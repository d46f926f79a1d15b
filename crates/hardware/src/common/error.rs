//! Error definitions.
//!
//! Every inconsistency the simulator can detect is reported through one of the
//! types in this module. It provides:
//! 1. **Decode Errors:** Instruction words with no defined meaning.
//! 2. **Configuration Errors:** Malformed or degenerate cache geometry strings.
//! 3. **Load Errors:** Malformed, out-of-sequence, or oversized machine-code input.
//! 4. **Simulation Errors:** Failures raised while the engine is running.
//!
//! None of these are recoverable; the library returns them and leaves process
//! termination to the binary.

use std::io;

use thiserror::Error;

use crate::config::CacheLevelId;

/// Failure to turn a fetched word into an [`Instruction`](crate::isa::Instruction).
#[derive(Debug, Clone, PartialEq, Eq, Error)]
pub enum DecodeError {
    /// A register-register instruction carried a function code outside
    /// `add`/`sub`/`or`/`and`/`slt`/`jr`.
    #[error("unknown funct {funct:#06b} in instruction word {word:#018b}")]
    UnknownFunct {
        /// The complete instruction word.
        word: u16,
        /// The offending 4-bit function code.
        funct: u16,
    },
}

/// Cache field named in a [`ConfigError::ZeroField`].
#[derive(Debug, Clone, Copy, PartialEq, Eq)]
pub enum CacheField {
    /// Total size in words.
    Size,
    /// Number of slots per row.
    Associativity,
    /// Words per block.
    BlockSize,
}

impl std::fmt::Display for CacheField {
    fn fmt(&self, f: &mut std::fmt::Formatter<'_>) -> std::fmt::Result {
        match self {
            Self::Size => f.write_str("size"),
            Self::Associativity => f.write_str("associativity"),
            Self::BlockSize => f.write_str("blocksize"),
        }
    }
}

/// Invalid cache configuration string.
#[derive(Debug, Clone, PartialEq, Eq, Error)]
pub enum ConfigError {
    /// The list held neither 3 (one level) nor 6 (two levels) values.
    #[error("invalid cache config: expected 3 or 6 comma-separated values, found {0}")]
    FieldCount(usize),

    /// A value was not a non-negative integer.
    #[error("invalid cache config: {0:?} is not a number")]
    InvalidNumber(String),

    /// A geometry value was zero.
    #[error("invalid cache config: {level} {field} must be positive")]
    ZeroField {
        /// Level carrying the value.
        level: CacheLevelId,
        /// Which value was zero.
        field: CacheField,
    },

    /// `size` is smaller than one full row (`blocksize * associativity`).
    #[error("invalid cache config: {level} has no rows")]
    NoRows {
        /// Level with the degenerate geometry.
        level: CacheLevelId,
    },
}

/// Failure while reading machine code into memory.
#[derive(Debug, Error)]
pub enum LoadError {
    /// The program file could not be read.
    #[error("can't open file: {0}")]
    Io(#[from] io::Error),

    /// A line did not match `ram[ADDR] = 16'bBITS;`.
    #[error("can't parse line {line}: {text}")]
    Malformed {
        /// One-based line number.
        line: usize,
        /// The line as read.
        text: String,
    },

    /// A line assigned an address other than the next one in sequence.
    #[error("memory addresses encountered out of sequence: {found} (expected {expected})")]
    OutOfSequence {
        /// The address that should have come next.
        expected: usize,
        /// The address that was found.
        found: usize,
    },

    /// The program does not fit in memory.
    #[error("program too big for memory: address {addr}")]
    ProgramTooLarge {
        /// First address past the end of memory.
        addr: usize,
    },
}

/// Failure raised while the engine executes.
#[derive(Debug, Clone, PartialEq, Eq, Error)]
pub enum SimError {
    /// The word fetched at `pc` could not be decoded.
    #[error("at pc {pc}: {source}")]
    Decode {
        /// Program counter of the faulting fetch.
        pc: u16,
        /// Underlying decode failure.
        source: DecodeError,
    },
}

/// Any error surfaced by the simulator library.
#[derive(Debug, Error)]
pub enum Error {
    /// See [`ConfigError`].
    #[error(transparent)]
    Config(#[from] ConfigError),
    /// See [`LoadError`].
    #[error(transparent)]
    Load(#[from] LoadError),
    /// See [`SimError`].
    #[error(transparent)]
    Sim(#[from] SimError),
}
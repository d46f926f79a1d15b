//! Main Memory.
//!
//! This module implements the flat word-addressed memory of the machine. It provides:
//! 1. **Storage:** A fixed, heap-allocated array of [`MEM_SIZE`] 16-bit words.
//! 2. **Wrapping:** Every access reduces its address modulo [`MEM_SIZE`].
//!
//! Memory is never consulted by the cache model; caches only classify accesses.

use crate::common::constants::MEM_SIZE;

/// Flat main memory of [`MEM_SIZE`] words.
#[derive(Clone, PartialEq, Eq)]
pub struct Memory {
    words: Box<[u16; MEM_SIZE]>,
}

impl Memory {
    /// Creates a zero-filled memory.
    pub fn new() -> Self {
        Self {
            words: Box::new([0; MEM_SIZE]),
        }
    }

    /// Reduces an address to its in-range cell index.
    #[inline(always)]
    pub const fn wrap(addr: usize) -> usize {
        addr % MEM_SIZE
    }

    /// Reads the word at `addr`, wrapping modulo [`MEM_SIZE`].
    #[inline]
    pub fn read(&self, addr: usize) -> u16 {
        self.words[Self::wrap(addr)]
    }

    /// Writes the word at `addr`, wrapping modulo [`MEM_SIZE`].
    #[inline]
    pub fn write(&mut self, addr: usize, val: u16) {
        self.words[Self::wrap(addr)] = val;
    }

    /// Returns the total number of words.
    #[allow(clippy::unused_self)]
    pub const fn len(&self) -> usize {
        MEM_SIZE
    }

    /// Always `false`; memory has a fixed non-zero capacity.
    #[allow(clippy::unused_self)]
    pub const fn is_empty(&self) -> bool {
        false
    }

    /// Read-only view of the whole address space.
    pub fn as_slice(&self) -> &[u16] {
        &self.words[..]
    }
}

impl Default for Memory {
    fn default() -> Self {
        Self::new()
    }
}

impl std::fmt::Debug for Memory {
    fn fmt(&self, f: &mut std::fmt::Formatter<'_>) -> std::fmt::Result {
        let used = self.words.iter().rposition(|&w| w != 0).map_or(0, |i| i + 1);
        f.debug_struct("Memory")
            .field("len", &MEM_SIZE)
            .field("used", &used)
            .finish()
    }
}
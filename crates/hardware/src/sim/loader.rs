//! Machine-Code Loader.
//!
//! This module reads the textual machine-code format into a [`Memory`] image.
//! Each line assigns one word:
//!
//! ```text
//! ram[0] = 16'b0010000010000101;  // addi $1,$0,5
//! ram[1] = 16'b0100000000000001;  // halt
//! ```
//!
//! Addresses must start at 0 and increase by one per line; anything after the
//! semicolon is ignored.

use std::fs;
use std::path::Path;
use std::sync::LazyLock;

use regex::Regex;

use crate::common::constants::MEM_SIZE;
use crate::common::error::LoadError;
use crate::soc::Memory;

/// `ram[ADDR] = 16'bBITS;` followed by anything.
#[allow(clippy::expect_used)]
static LINE_RE: LazyLock<Regex> = LazyLock::new(|| {
    Regex::new(r"^ram\[(\d+)\] = 16'b([01]+);.*$").expect("machine code pattern is valid")
});

/// Parses machine-code text into a fresh memory image.
///
/// # Errors
///
/// Returns [`LoadError::Malformed`] for a line that does not match the format,
/// [`LoadError::OutOfSequence`] for a gap or repeat, and
/// [`LoadError::ProgramTooLarge`] once an address reaches [`MEM_SIZE`].
///
/// # Examples
///
/// ```
/// use e20_core::sim::load_machine_code;
///
/// let mem = load_machine_code("ram[0] = 16'b0100000000000000;\n").unwrap();
/// assert_eq!(mem.read(0), 0b0100_0000_0000_0000);
///
/// assert!(load_machine_code("ram[1] = 16'b0;\n").is_err());
/// ```
pub fn load_machine_code(text: &str) -> Result<Memory, LoadError> {
    let mut memory = Memory::new();
    let mut expected = 0usize;

    for (idx, line) in text.lines().enumerate() {
        let malformed = || LoadError::Malformed {
            line: idx + 1,
            text: line.to_string(),
        };
        let caps = LINE_RE.captures(line).ok_or_else(malformed)?;
        let addr: usize = caps[1].parse().map_err(|_| malformed())?;
        let word = u32::from_str_radix(&caps[2], 2).map_err(|_| malformed())?;

        if addr != expected {
            return Err(LoadError::OutOfSequence {
                expected,
                found: addr,
            });
        }
        if addr >= MEM_SIZE {
            return Err(LoadError::ProgramTooLarge { addr });
        }
        memory.write(addr, word as u16);
        expected += 1;
    }

    tracing::debug!(words = expected, "loaded machine code");
    Ok(memory)
}

/// Reads and parses a machine-code file.
///
/// # Errors
///
/// Returns [`LoadError::Io`] if the file cannot be read, otherwise as
/// [`load_machine_code`].
pub fn load_file<P: AsRef<Path>>(path: P) -> Result<Memory, LoadError> {
    let text = fs::read_to_string(path)?;
    load_machine_code(&text)
}
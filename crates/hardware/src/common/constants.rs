//! Global System Constants.
//!
//! This module defines machine-wide constants used across the simulator. It includes:
//! 1. **Machine Constants:** Register count and memory capacity.
//! 2. **Instruction Constants:** Opcode, register, and immediate field shifts and masks.
//! 3. **Funct Codes:** Function selectors for the register-register instruction group.

/// Number of general-purpose registers (`$0`-`$7`).
pub const NUM_REGS: usize = 8;

/// Number of 16-bit words in main memory (8192).
///
/// Every address, including the fetch address, is reduced modulo this value.
pub const MEM_SIZE: usize = 1 << 13;

/// Register that receives the return address on `jal`.
pub const LINK_REG: usize = 7;

/// Bit position shift for the 3-bit opcode field (bits 15-13).
pub const OPCODE_SHIFT: u16 = 13;

/// Bit mask for extracting the opcode field after shifting.
pub const OPCODE_MASK: u16 = 0b111;

/// Bit mask for any 3-bit register field after shifting.
pub const REG_MASK: u16 = 0b111;

/// Bit position shift for the `regA` field (bits 12-10).
pub const REG_A_SHIFT: u16 = 10;

/// Bit position shift for the `regB` field (bits 9-7).
pub const REG_B_SHIFT: u16 = 7;

/// Bit position shift for the reg-reg destination field (bits 6-4).
pub const REG_DST_SHIFT: u16 = 4;

/// Bit mask for the reg-reg function code (bits 3-0).
pub const FUNCT_MASK: u16 = 0b1111;

/// Bit mask for the 7-bit immediate (bits 6-0).
pub const IMM7_MASK: u16 = 0b111_1111;

/// Sign bit of the 7-bit immediate.
pub const IMM7_SIGN_BIT: u16 = 0b100_0000;

/// Bits set when widening a negative 7-bit immediate to 16 bits.
pub const IMM7_SIGN_EXTENSION: u16 = 0b1111_1111_1000_0000;

/// Bit mask for the 13-bit absolute jump target (bits 12-0).
pub const IMM13_MASK: u16 = 0b1_1111_1111_1111;

/// Function codes of the register-register group (opcode `000`).
pub mod funct {
    /// `add $dst, $srcA, $srcB`
    pub const ADD: u16 = 0b0000;
    /// `sub $dst, $srcA, $srcB`
    pub const SUB: u16 = 0b0001;
    /// `or $dst, $srcA, $srcB`
    pub const OR: u16 = 0b0010;
    /// `and $dst, $srcA, $srcB`
    pub const AND: u16 = 0b0011;
    /// `slt $dst, $srcA, $srcB` (unsigned comparison)
    pub const SLT: u16 = 0b0100;
    /// `jr $srcA`
    pub const JR: u16 = 0b1000;
}

/// Major opcodes (bits 15-13).
pub mod opcodes {
    /// Register-register group, selected further by funct.
    pub const OP_REG: u16 = 0b000;
    /// `addi`
    pub const OP_ADDI: u16 = 0b001;
    /// `j`
    pub const OP_J: u16 = 0b010;
    /// `jal`
    pub const OP_JAL: u16 = 0b011;
    /// `lw`
    pub const OP_LW: u16 = 0b100;
    /// `sw`
    pub const OP_SW: u16 = 0b101;
    /// `jeq`
    pub const OP_JEQ: u16 = 0b110;
    /// `slti`
    pub const OP_SLTI: u16 = 0b111;
}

* _ASSIGNMENT_
If a line above holds the string "found", copy it out.

* _RESPONSE AREA_
    #[error("invalid cache config: expected 3 or 6 comma-separated values, found {0}")]
    #[error("memory addresses encountered out of sequence: {found} (expected {expected})")]
        /// The address that was found.
        found: usize,
                found: addr,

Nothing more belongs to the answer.